[INPUT Boundary: Start]

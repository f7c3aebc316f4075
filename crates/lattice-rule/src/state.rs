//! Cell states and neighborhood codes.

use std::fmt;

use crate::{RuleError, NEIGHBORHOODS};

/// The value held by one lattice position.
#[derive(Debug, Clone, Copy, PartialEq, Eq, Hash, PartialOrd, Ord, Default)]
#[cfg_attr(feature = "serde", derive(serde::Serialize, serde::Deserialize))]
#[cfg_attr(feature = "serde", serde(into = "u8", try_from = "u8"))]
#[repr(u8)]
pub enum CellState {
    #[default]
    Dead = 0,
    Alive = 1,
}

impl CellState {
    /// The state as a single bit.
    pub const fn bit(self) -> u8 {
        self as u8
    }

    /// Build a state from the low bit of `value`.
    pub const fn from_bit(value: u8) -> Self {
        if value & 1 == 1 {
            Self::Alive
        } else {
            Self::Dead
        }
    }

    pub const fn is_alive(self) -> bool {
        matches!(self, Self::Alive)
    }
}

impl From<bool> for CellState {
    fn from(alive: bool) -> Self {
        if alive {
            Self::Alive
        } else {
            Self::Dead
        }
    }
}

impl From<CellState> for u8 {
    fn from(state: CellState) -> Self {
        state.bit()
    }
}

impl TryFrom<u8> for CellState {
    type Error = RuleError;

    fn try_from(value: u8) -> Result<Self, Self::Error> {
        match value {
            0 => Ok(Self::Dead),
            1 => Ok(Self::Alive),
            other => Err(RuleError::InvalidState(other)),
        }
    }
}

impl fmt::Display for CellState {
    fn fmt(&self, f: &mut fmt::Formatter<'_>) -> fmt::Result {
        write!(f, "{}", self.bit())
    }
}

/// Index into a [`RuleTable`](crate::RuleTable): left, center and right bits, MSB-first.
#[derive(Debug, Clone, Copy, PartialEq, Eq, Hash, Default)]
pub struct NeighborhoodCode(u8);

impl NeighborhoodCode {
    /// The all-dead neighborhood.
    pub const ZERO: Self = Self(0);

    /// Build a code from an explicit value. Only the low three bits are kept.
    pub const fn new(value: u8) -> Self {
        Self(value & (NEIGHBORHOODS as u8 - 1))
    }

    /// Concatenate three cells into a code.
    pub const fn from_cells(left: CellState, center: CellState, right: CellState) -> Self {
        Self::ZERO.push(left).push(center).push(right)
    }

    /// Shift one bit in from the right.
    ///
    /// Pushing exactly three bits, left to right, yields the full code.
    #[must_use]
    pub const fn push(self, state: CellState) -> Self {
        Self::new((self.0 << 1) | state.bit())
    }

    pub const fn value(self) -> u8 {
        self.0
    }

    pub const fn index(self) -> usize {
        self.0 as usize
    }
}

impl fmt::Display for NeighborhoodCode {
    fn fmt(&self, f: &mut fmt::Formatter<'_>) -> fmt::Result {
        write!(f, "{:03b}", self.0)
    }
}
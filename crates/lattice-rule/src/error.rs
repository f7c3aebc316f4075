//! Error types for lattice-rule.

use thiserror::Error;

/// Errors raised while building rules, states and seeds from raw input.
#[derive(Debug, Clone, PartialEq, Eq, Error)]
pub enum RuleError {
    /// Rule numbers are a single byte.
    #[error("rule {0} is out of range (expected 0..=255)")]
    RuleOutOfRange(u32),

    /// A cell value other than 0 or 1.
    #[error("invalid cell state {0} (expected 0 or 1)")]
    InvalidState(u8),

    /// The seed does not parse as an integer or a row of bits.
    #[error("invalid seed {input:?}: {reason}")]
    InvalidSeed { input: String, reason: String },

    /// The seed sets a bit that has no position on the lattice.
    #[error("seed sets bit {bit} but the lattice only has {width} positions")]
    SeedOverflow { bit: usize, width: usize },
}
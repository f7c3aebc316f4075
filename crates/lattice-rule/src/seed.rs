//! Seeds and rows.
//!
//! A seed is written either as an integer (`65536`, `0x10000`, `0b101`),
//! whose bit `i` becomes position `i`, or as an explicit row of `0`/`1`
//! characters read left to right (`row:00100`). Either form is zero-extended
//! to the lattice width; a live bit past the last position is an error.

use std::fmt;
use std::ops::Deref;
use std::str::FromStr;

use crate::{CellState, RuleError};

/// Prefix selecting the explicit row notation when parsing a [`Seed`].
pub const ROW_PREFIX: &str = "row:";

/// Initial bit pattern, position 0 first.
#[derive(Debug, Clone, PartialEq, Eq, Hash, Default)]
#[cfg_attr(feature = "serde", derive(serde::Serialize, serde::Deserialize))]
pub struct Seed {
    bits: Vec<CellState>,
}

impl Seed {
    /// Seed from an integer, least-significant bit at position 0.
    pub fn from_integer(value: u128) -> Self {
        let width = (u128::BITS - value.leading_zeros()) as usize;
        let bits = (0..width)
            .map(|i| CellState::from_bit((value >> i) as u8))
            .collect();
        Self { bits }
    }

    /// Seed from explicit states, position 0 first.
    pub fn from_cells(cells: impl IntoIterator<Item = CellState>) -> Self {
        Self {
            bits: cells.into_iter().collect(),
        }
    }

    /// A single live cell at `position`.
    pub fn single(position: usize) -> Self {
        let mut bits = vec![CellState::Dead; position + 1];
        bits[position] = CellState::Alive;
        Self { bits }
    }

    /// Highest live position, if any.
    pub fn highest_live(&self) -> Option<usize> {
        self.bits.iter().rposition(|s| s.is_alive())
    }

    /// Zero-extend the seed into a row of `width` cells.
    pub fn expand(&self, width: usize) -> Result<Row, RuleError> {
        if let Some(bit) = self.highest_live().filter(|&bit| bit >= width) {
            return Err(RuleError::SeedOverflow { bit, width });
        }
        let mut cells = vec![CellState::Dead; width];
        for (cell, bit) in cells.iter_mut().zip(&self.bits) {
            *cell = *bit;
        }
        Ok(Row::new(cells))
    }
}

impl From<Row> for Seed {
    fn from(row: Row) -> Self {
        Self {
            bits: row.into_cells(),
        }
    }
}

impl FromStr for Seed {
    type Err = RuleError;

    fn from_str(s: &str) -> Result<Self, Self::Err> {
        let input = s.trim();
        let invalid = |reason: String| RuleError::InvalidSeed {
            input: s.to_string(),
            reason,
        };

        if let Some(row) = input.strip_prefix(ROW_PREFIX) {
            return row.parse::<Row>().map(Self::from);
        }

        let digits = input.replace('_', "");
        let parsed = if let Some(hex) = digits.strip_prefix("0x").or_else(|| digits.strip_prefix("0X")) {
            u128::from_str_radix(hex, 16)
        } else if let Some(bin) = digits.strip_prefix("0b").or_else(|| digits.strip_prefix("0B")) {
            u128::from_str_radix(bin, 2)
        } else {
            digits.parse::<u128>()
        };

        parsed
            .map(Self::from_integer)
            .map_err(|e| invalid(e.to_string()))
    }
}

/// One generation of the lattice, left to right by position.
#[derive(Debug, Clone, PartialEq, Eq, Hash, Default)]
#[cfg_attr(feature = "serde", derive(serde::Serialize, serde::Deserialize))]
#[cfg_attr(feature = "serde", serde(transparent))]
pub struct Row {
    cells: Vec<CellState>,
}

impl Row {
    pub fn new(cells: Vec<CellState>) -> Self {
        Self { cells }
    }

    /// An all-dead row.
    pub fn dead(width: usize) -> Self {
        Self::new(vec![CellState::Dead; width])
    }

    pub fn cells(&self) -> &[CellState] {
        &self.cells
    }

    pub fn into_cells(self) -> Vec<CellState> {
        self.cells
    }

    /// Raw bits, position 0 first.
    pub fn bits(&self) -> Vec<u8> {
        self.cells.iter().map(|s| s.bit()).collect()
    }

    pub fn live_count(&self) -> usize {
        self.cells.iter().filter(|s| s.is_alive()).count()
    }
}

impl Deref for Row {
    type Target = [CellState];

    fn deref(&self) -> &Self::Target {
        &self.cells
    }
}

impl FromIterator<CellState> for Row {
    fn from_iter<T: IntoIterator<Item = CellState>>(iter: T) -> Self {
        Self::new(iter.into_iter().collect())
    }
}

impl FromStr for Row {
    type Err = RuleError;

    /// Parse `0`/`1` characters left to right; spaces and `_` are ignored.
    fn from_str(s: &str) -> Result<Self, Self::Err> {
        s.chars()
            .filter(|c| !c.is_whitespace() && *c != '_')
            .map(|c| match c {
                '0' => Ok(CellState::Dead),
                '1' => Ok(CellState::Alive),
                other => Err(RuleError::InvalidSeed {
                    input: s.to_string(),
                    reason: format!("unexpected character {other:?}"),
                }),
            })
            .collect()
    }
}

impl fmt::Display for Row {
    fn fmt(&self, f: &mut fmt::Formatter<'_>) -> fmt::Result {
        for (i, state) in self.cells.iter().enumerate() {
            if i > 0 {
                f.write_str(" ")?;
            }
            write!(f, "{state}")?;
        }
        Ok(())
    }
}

[INPUT Boundary: End]
[INPUT Boundary: Start]

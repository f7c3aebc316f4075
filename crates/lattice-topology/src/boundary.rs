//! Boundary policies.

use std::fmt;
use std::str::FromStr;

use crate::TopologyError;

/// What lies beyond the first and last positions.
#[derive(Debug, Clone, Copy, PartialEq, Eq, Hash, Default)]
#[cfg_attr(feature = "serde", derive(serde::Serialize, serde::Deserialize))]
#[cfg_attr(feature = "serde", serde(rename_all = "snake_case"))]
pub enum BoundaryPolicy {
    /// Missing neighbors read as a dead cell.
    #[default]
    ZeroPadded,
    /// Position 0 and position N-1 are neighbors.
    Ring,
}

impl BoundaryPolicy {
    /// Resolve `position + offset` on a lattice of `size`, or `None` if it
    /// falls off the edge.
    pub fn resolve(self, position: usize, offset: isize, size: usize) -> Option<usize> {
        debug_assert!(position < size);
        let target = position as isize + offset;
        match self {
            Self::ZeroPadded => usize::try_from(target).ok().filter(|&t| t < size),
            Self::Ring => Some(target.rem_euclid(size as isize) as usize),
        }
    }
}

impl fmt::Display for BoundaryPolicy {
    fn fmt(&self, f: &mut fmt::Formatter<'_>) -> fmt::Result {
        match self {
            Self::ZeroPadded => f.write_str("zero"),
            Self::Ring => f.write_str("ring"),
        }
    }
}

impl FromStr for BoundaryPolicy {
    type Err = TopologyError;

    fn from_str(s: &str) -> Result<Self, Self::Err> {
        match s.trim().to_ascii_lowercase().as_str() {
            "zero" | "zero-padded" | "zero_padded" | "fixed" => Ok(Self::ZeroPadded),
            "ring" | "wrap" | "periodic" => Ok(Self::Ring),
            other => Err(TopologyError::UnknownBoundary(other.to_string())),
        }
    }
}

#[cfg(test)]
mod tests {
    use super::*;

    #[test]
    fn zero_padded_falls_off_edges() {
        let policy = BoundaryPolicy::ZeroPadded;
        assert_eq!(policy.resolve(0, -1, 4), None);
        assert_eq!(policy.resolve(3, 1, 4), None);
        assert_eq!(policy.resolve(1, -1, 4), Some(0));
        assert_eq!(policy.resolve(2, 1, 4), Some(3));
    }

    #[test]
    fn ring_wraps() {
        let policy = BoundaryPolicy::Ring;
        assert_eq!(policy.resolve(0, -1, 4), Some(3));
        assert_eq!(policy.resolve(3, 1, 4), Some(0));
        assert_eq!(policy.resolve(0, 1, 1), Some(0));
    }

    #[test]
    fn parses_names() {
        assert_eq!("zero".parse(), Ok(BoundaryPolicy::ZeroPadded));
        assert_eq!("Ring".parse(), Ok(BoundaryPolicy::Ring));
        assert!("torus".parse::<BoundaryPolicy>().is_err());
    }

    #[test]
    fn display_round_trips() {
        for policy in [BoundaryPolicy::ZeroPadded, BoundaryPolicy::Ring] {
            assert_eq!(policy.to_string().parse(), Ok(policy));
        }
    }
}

[INPUT Boundary: End]

__DIRECTIONS FOR THIS TASK__
Reproduce word for word the material above, starting with the line that has "CellState, right: CellState)" and stopping after the line that has "from raw input.".

__TASK SOLUTION__
    pub const fn from_cells(left: CellState, center: CellState, right: CellState) -> Self {
        Self::ZERO.push(left).push(center).push(right)
    }

    /// Shift one bit in from the right.
    ///
    /// Pushing exactly three bits, left to right, yields the full code.
    #[must_use]
    pub const fn push(self, state: CellState) -> Self {
        Self::new((self.0 << 1) | state.bit())
    }

    pub const fn value(self) -> u8 {
        self.0
    }

    pub const fn index(self) -> usize {
        self.0 as usize
    }
}

impl fmt::Display for NeighborhoodCode {
    fn fmt(&self, f: &mut fmt::Formatter<'_>) -> fmt::Result {
        write!(f, "{:03b}", self.0)
    }
}
filename crates/lattice-rule/src/error.rs
repository f7c3aebc316f4075
//! Error types for lattice-rule.

use thiserror::Error;

/// Errors raised while building rules, states and seeds from raw input.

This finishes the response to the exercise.